December 1 was World AIDS Day, a time to fight HIV stereotyping and stigmatization together with helping to stop the spread of the disease. It was also Rob Ford’s first full day in office as the newly elected mayor of Toronto.
“It’s a sad day to welcome a mayor who hates people living with HIV,” said Alex McClelland of AIDS Action Now. “I’m one of those people Rob Ford doesn’t give a shit about.”
In 2006, Ford argued against funding a $1.5 million AIDS strategy. “If you are not doing needles and you are not gay, you wouldn’t get AIDS probably,” said Ford.
Although McClelland admitted that Ford is “probably technically correct on some of his info”, he feels that Ford’s statement (for which he has since apologized) indicates that the new mayor doesn’t believe the city should fund programs to prevent new HIV infections. (The Toronto Star reported in May that Ford said he thought health initiatives were a provincial responsibility.)
“We’re citizens of Toronto and assured our rights, including our right to health,” said McClelland during an anti-Ford rally organized by OCAP and No One is Illegal – Toronto last Wednesday. “And what Rob Ford doesn’t seem to know is that HIV is on the rise among women living in Toronto.”
Especially among non-status immigrant and refugee women from countries where the virus is endemic who become isolated because they are prevented from accessing Canadian health services.
McClelland also accused Ford of not caring about drug users. In August, when Toronto became the first city in the world to support the Vienna Declaration that advocates harm reduction over the criminalizing illicit drug users, Ford was one of seven councillors to vote against a motion to endorse the declaration.
“More proof that Ford favours an ignorant, moral ideology when making policy decisions,” he said. “The war on drugs is a war on people that is known to create more violent communities or promote the spread of HIV and Hepatitis C.”
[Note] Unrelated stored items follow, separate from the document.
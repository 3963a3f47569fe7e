use std::io::Cursor;

use docx_rs::{AlignmentType, Docx, PageMargin, Paragraph, Run, RunFonts, Style, StyleType};

use crate::error::ExportError;
use crate::styles::DocumentStyles;

const TWIPS_PER_INCH: f64 = 1440.0;

/// How one line of report text is laid out in the document.
#[derive(Debug, PartialEq, Eq)]
enum Line<'a> {
    Blank,
    /// Upper-case line without a colon, e.g. "LAUDO DE ULTRASSOM".
    Title(&'a str),
    /// Upper-case line ending in ':', e.g. "CONCLUSÃO:".
    Heading(&'a str),
    Bullet(&'a str),
    /// `Label: value` header field.
    Field(&'a str, &'a str),
    Body(&'a str),
}

fn classify(line: &str) -> Line<'_> {
    let trimmed = line.trim();
    if trimmed.is_empty() {
        return Line::Blank;
    }
    if let Some(text) = trimmed.strip_prefix("- ") {
        return Line::Bullet(text);
    }
    if is_upper(trimmed) {
        return match trimmed.strip_suffix(':') {
            Some(text) => Line::Heading(text),
            None => Line::Title(trimmed),
        };
    }
    if let Some((label, value)) = trimmed.split_once(": ")
        && is_field_label(label)
    {
        return Line::Field(label, value);
    }
    Line::Body(trimmed)
}

fn is_upper(text: &str) -> bool {
    text.chars().any(char::is_alphabetic) && !text.chars().any(char::is_lowercase)
}

/// Short, sentence-free prefix such as "Data de Nascimento".
fn is_field_label(label: &str) -> bool {
    label.chars().count() <= 24 && !label.contains(['.', ',', '('])
}

/// Generate a DOCX document from plain report text.
///
/// - upper-case line ending in `:` → section heading
/// - other upper-case line → title
/// - `- item` → bullet paragraph
/// - `Label: value` → bold label followed by the value
/// - everything else → body paragraph
pub fn generate_docx(text: &str, styles: &DocumentStyles) -> Result<Vec<u8>, ExportError> {
    let margin = (styles.margin_inches * TWIPS_PER_INCH).round() as i32;
    let mut docx = Docx::new()
        .page_margin(
            PageMargin::new()
                .top(margin)
                .bottom(margin)
                .left(margin)
                .right(margin),
        )
        .add_style(heading_style("Title", "Title", styles.title_size))
        .add_style(heading_style("Heading1", "heading 1", styles.heading_size));

    let mut paragraphs = 0usize;
    for line in text.lines() {
        let paragraph = match classify(line) {
            Line::Blank => Paragraph::new(),
            Line::Title(text) => heading_paragraph(text, "Title", styles).align(AlignmentType::Center),
            Line::Heading(text) => heading_paragraph(text, "Heading1", styles),
            Line::Bullet(text) => bullet_paragraph(text, styles),
            Line::Field(label, value) => Paragraph::new()
                .add_run(body_run(&format!("{label}: "), styles).bold())
                .add_run(body_run(value, styles)),
            Line::Body(text) => Paragraph::new()
                .align(AlignmentType::Left)
                .add_run(body_run(text, styles)),
        };
        docx = docx.add_paragraph(paragraph);
        paragraphs += 1;
    }

    let mut buf = Cursor::new(Vec::new());
    docx.build()
        .pack(&mut buf)
        .map_err(|e| ExportError::Docx(e.to_string()))?;

    let bytes = buf.into_inner();
    tracing::debug!(paragraphs, bytes = bytes.len(), "DOCX generated");
    Ok(bytes)
}

fn heading_style(style_id: &str, name: &str, size_pt: usize) -> Style {
    Style::new(style_id, StyleType::Paragraph)
        .name(name)
        .size(size_pt * 2) // OOXML uses half-points
}

fn heading_paragraph(text: &str, style_id: &str, styles: &DocumentStyles) -> Paragraph {
    Paragraph::new().style(style_id).add_run(
        Run::new()
            .add_text(text)
            .bold()
            .fonts(RunFonts::new().ascii(&styles.heading_font)),
    )
}

fn bullet_paragraph(text: &str, styles: &DocumentStyles) -> Paragraph {
    Paragraph::new()
        .align(AlignmentType::Left)
        .add_run(body_run("\u{2022} ", styles))
        .add_run(body_run(text, styles))
}

fn body_run(text: &str, styles: &DocumentStyles) -> Run {
    Run::new()
        .add_text(text)
        .size(styles.body_size * 2)
        .fonts(RunFonts::new().ascii(&styles.body_font))
}
//! laudo-cli library root.
//!
//! Exposes the command layer so integration tests can drive it without
//! spawning the binary.

pub mod cli;
pub mod commands;
pub mod config;
pub mod script;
But none of the other leading Toronto mayoral candidates were prepared to support a supervised injection site, a concrete approach to harm reduction in which people can go to a safe place to inject drugs and connect with a variety of services.
So McClelland promised that AIDS activists will continue to battle Rob Ford and the right wing power base at City Hall.
“People living with HIV are fierce opposition and will fight and will resist his ignorance and stupidity every step of the way and will not allow the neo-liberalization of our lives,” said McClelland.